**EXERCISE PROMPT**
From the top of the records below, return each line exactly, ending with the line that contains "let line = tokio::select!".

**Dataset entries**
..............................

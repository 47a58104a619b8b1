//! rag-chat - 终端聊天前端
//!
//! 用法: `rag-chat [session-id]`
//!
//! 命令：
//! - `/sessions`      列出会话
//! - `/new`           新建会话
//! - `/switch <id>`   切换会话
//! - `/delete <id>`   删除会话
//! - `/status`        连接状态
//! - `/search <q>`    检索知识库（记入本地检索历史）
//! - `/history`       最近的检索
//! - `/quit`          退出
//!
//! 其他输入作为消息发送。

use std::io::Write;
use std::sync::Arc;

use anyhow::Result;
use rag_chat_client::store::{NotificationLevel, StoreEvent, StoreEventKind, Subscription};
use rag_chat_client::storage::{LocalStore, SearchFilters, SearchHistory, SearchHistoryEntry};
use rag_chat_client::types::{Role, SearchRequest, SessionSettings};
use rag_chat_client::{ApiClient, ChatApp, ClientConfig};
use tokio::io::{AsyncBufReadExt, BufReader};
use tracing_subscriber::{fmt, prelude::*, EnvFilter};

#[tokio::main]
async fn main() -> Result<()> {
    // 日志走 stderr，不和对话输出混在一起
    tracing_subscriber::registry()
        .with(fmt::layer().with_writer(std::io::stderr))
        .with(EnvFilter::from_default_env().add_directive("rag_chat_client=warn".parse()?))
        .init();

    let config = ClientConfig::from_env();
    tracing::info!("🚀 rag-chat v{} -> {}", env!("CARGO_PKG_VERSION"), config.server_url);

    let api = Arc::new(ApiClient::new(&config)?);
    let history = SearchHistory::new(LocalStore::new(config.data_dir.clone()));
    let app = ChatApp::new(config, api.clone());

    let printer = tokio::spawn(print_events(app.store().subscribe(&StoreEventKind::ALL)));

    let requested = std::env::args().nth(1);
    match app.open_session(requested.as_deref()).await {
        Ok(session) => println!("📂 {} ({})", session.title, session.id),
        Err(e) => {
            eprintln!("❌ 无法打开会话: {}", e);
            return Err(e.into());
        }
    }
    print_history(&app);

    let mut lines = BufReader::new(tokio::io::stdin()).lines();
    loop {
        let line = tokio::select! {
            line = lines.next_line() => line?,
            _ = tokio::signal::ctrl_c() => None,
        };
        let Some(line) = line else { break };
        let line = line.trim();
        if line.is_empty() {
            continue;
        }

        if !line.starts_with('/') {
            match app.send(line) {
                Ok(true) => {}
                Ok(false) => println!("⚠️ 当前无法发送（未连接或上一条回答尚未完成）"),
                Err(e) => println!("❌ {}", e),
            }
            continue;
        }

        let mut parts = line.splitn(2, ' ');
        let command = parts.next().unwrap_or_default();
        let arg = parts.next().map(str::trim).filter(|s| !s.is_empty());

        let result = match (command, arg) {
            ("/quit", _) => break,
            ("/sessions", _) => {
                let current = app.store().current_session_id();
                match app.store().load_sessions().await {
                    Ok(sessions) => {
                        for s in sessions {
                            let marker = if current.as_deref() == Some(s.id.as_str()) {
                                "*"
                            } else {
                                " "
                            };
                            println!(
                                "{} {}  {}  ({} 条消息)",
                                marker, s.id, s.title, s.message_count
                            );
                        }
                        Ok(())
                    }
                    Err(e) => Err(e),
                }
            }
            ("/new", _) => app.new_session(SessionSettings::default()).await.map(|s| {
                println!("🆕 {} ({})", s.title, s.id);
            }),
            ("/switch", Some(id)) => app.open_session(Some(id)).await.map(|s| {
                println!("📂 {} ({})", s.title, s.id);
                print_history(&app);
            }),
            ("/delete", Some(id)) => app.delete_session(id).await.map(|_| {
                println!("🗑️ 已删除 {}", id);
                if app.store().current_session_id().is_none() {
                    println!("当前没有会话，使用 /new 或 /switch <id>");
                }
            }),
            ("/status", _) => {
                let session = app.store().current_session_id().unwrap_or_else(|| "-".into());
                println!("🔌 {}  session={}", app.store().connection_status(), session);
                Ok(())
            }
            ("/search", Some(query)) => {
                let request = SearchRequest::new(query);
                match api.search(&request).await {
                    Ok(results) => {
                        for r in &results {
                            println!(
                                "  {:.3}  {}  (article {}, chunk {})",
                                r.score, r.title, r.article_id, r.chunk_index
                            );
                        }
                        let filters = SearchFilters::from(&request);
                        let entry = SearchHistoryEntry::new(query, filters, results.len());
                        if let Err(e) = history.record(entry) {
                            tracing::warn!("保存检索历史失败: {}", e);
                        }
                        Ok(())
                    }
                    Err(e) => Err(e),
                }
            }
            ("/history", _) => {
                for entry in history.entries() {
                    println!("  {}  ({} 条结果)", entry.query, entry.result_count);
                }
                Ok(())
            }
            _ => {
                println!("未知命令: {}", line);
                Ok(())
            }
        };

        if let Err(e) = result {
            println!("❌ {}", e);
        }
    }

    app.close();
    printer.abort();
    tracing::info!("👋 rag-chat exiting");
    Ok(())
}

fn print_history(app: &ChatApp) {
    for message in app.store().messages() {
        let who = match message.role {
            Role::User => "you",
            Role::Assistant => "assistant",
        };
        println!("[{}] {}", who, message.content);
    }
}

async fn print_events(mut subscription: Subscription) {
    while let Some(event) = subscription.recv().await {
        match event {
            StoreEvent::StatusMessage(text) => println!("… {}", text),
            StoreEvent::ContentAppended(fragment) => {
                print!("{}", fragment);
                let _ = std::io::stdout().flush();
            }
            StoreEvent::MessageAdded(message) if message.role == Role::Assistant => {
                if message.is_error {
                    println!("\n❌ {}", message.content);
                    continue;
                }
                println!();
                for source in message.sources.iter().flatten() {
                    println!("  [{}] {} (score {:.2})", source.index, source.title, source.score);
                }
                if let Some(ms) = message.response_time_ms {
                    println!("  ⏱ {} ms", ms);
                }
            }
            StoreEvent::ConnectionChanged(status) => println!("🔌 {}", status),
            StoreEvent::Notification(n) if n.level == NotificationLevel::Error => {
                eprintln!("⚠️ {}", n.message);
            }
            _ => {}
        }
    }
}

..............................

**ANSWER TO THIS PROBLEM**
repository 47a58104a619b8b1
//! rag-chat - 终端聊天前端
//!
//! 用法: `rag-chat [session-id]`
//!
//! 命令：
//! - `/sessions`      列出会话
//! - `/new`           新建会话
//! - `/switch <id>`   切换会话
//! - `/delete <id>`   删除会话
//! - `/status`        连接状态
//! - `/search <q>`    检索知识库（记入本地检索历史）
//! - `/history`       最近的检索
//! - `/quit`          退出
//!
//! 其他输入作为消息发送。

use std::io::Write;
use std::sync::Arc;

use anyhow::Result;
use rag_chat_client::store::{NotificationLevel, StoreEvent, StoreEventKind, Subscription};
use rag_chat_client::storage::{LocalStore, SearchFilters, SearchHistory, SearchHistoryEntry};
use rag_chat_client::types::{Role, SearchRequest, SessionSettings};
use rag_chat_client::{ApiClient, ChatApp, ClientConfig};
use tokio::io::{AsyncBufReadExt, BufReader};
use tracing_subscriber::{fmt, prelude::*, EnvFilter};

#[tokio::main]
async fn main() -> Result<()> {
    // 日志走 stderr，不和对话输出混在一起
    tracing_subscriber::registry()
        .with(fmt::layer().with_writer(std::io::stderr))
        .with(EnvFilter::from_default_env().add_directive("rag_chat_client=warn".parse()?))
        .init();

    let config = ClientConfig::from_env();
    tracing::info!("🚀 rag-chat v{} -> {}", env!("CARGO_PKG_VERSION"), config.server_url);

    let api = Arc::new(ApiClient::new(&config)?);
    let history = SearchHistory::new(LocalStore::new(config.data_dir.clone()));
    let app = ChatApp::new(config, api.clone());

    let printer = tokio::spawn(print_events(app.store().subscribe(&StoreEventKind::ALL)));

    let requested = std::env::args().nth(1);
    match app.open_session(requested.as_deref()).await {
        Ok(session) => println!("📂 {} ({})", session.title, session.id),
        Err(e) => {
            eprintln!("❌ 无法打开会话: {}", e);
            return Err(e.into());
        }
    }
    print_history(&app);

    let mut lines = BufReader::new(tokio::io::stdin()).lines();
    loop {
        let line = tokio::select! {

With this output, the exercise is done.